V.L. Valentine’s visceral debut skilfully immerses the reader in the dread and despair of plague-ridden London during the stinking hot summer of 1665.
The story centres on Symon Patrick, the young Rector of St. Paul’s in Covent Garden, and his discovery that, among the plague dead brought to his churchyard, one has been tortured and murdered. Her hair is shorn, her body cut and burnt, with twine bracelets and anklets attached – the desecration mapped by ink lines drawn across her skin like the work of a demon cartographer.
Patrick finds similar victims and, seeking help, joins the Society for the Prevention and Cure of the Plague – a colourful group of ‘medical’ men pledged to find an answer to the apocalypse visiting their city. It soon becomes clear their knowledge is as feeble as their methods as, in a city overwhelmed by corpses, they cannot secure a single one for examination.

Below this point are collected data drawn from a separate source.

//! # Registry Module
//!
//! The authoritative collection of routes. Registration happens during setup;
//! afterwards the registry is frozen and only read.
//!
//! ## Matching
//!
//! Templates are stored in a radix tree keyed by path segment. Matching splits
//! the request path on `/`, requires the same number of segments, compares
//! literal segments exactly (case-sensitive) and captures `{name}` segments
//! as raw strings. Lookup cost is proportional to the number of segments, not
//! the number of routes.
//!
//! ## Conflicts
//!
//! Ambiguity is prevented at registration, never resolved at match time:
//!
//! - same method and same template shape -> [`DuplicateRoute`](crate::error::EngineError::DuplicateRoute)
//! - same method, overlapping shapes such as `/users/me` and `/users/{id}` ->
//!   [`AmbiguousRoute`](crate::error::EngineError::AmbiguousRoute)
//! - repeated operation id -> [`DuplicateOperationId`](crate::error::EngineError::DuplicateOperationId)
//!
//! ```rust
//! use brrtapi::registry::RouteRegistry;
//! use brrtapi::route::{Route, RouteConfig};
//! use http::Method;
//! use serde_json::json;
//!
//! let mut registry = RouteRegistry::new();
//! let ping = || RouteConfig::new().handler(|_| async { Ok(json!("pong")) });
//! registry.register(Route::new(Method::GET, "/ping", ping()).unwrap()).unwrap();
//!
//! let dup = Route::new(Method::GET, "/ping/", ping().operation_id("ping2")).unwrap();
//! assert!(registry.register(dup).is_err());
//! assert_eq!(registry.len(), 1);
//! ```

mod core;
mod radix;

pub use core::{RouteMatch, RouteRegistry};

There are echoes of Flann O’Brien as Valentine describes this hapless group undertaking their twin missions of finding the killer and a cure for the plague, each of which appears to be entirely beyond their grasp. In the midst of this, Patrick is given too much self-recrimination about his apparent inability to achieve either goal, which seems a little hard on him as the cause of the plague would not be identified for another 250 years. One senses, at times, that he enjoys these mental flagellations. Even in the final pages, he’s still at it: ‘How many times can a man be a fool’, he asks. At these moments, you really want to give him a slap.
One is just beginning to wonder where all this is leading when in steps Penelope, a waif and stray. She lands on Patrick’s doorstep as a bag of rags and bones but slowly emerges with the mettle and motivation to assist Patrick in his search. The hunt becomes more focused while, week by week, the charnel pits overflow, until the end of the trail is reached and the suspect confronted.

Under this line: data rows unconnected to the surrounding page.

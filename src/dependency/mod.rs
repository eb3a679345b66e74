//! # Dependency Module
//!
//! Handlers declare what they need as named [`Dependency`] descriptors; the
//! [`Injector`] turns those declarations into values for each request.
//!
//! ## Lifetimes
//!
//! - [`Lifetime::Singleton`] values are created on first use, cached by
//!   descriptor identity and shared by every later request. Their cleanup
//!   hooks run at [`Injector::shutdown`], newest first.
//! - [`Lifetime::Request`] values are created for one request and recorded in
//!   its [`RequestScope`]. [`RequestScope::teardown`] runs their cleanup hooks
//!   exactly once, newest first, after the handler finishes (success or not).
//!
//! ## Planning
//!
//! A descriptor may [`Dependency::requires`] other descriptors by name. The
//! whole graph is walked when a route is registered ([`Injector::plan`]), so
//! unknown names, cycles and singletons depending on request-scoped values
//! are setup errors and never surface during a request.
//!
//! ```text
//! route deps: [session]        providers: [config, pool]
//! session --requires--> pool --requires--> config
//! plan order: config, pool, session
//! ```

mod core;
mod injector;

pub use core::{Dependencies, Dependency, DependencyContext, DependencyId, Instance, Lifetime};
pub use injector::{CleanupFailure, Injector, PlanStep, RequestScope, ResolutionPlan};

The ‘whodunnit’ element of The Plague Letters provides its necessary framework, but what remains with you long after is the heat, the stench of decay and lime, the fear and flight, leaving whole parishes deserted; and throughout it all, the dogged but hopeless sexton and his yard boys, each day stoically digging new pits amidst the rumble of approaching carts bringing ever more corpses. I can’t remember the last time a book had such a physical effect on me. I could almost feel at times Patrick’s difficulty in breathing as the choking miasma enveloped him.
Over 400 pages of such fare would be overwhelming, but for the antics of the Society which leaven the narrative. But such is Valentine’s skill, the addition of their surreal behaviour actually makes for a richer stew of disconcerting abnormality. And, in a wonderful twist, on the one occasion Patrick leaves London to escape, he finds that nothing is as it seems.
The true reality awaits him back in his parish.
Michael Ward is a journalist, academic and writer, and the author of the historical thriller Rags of Time.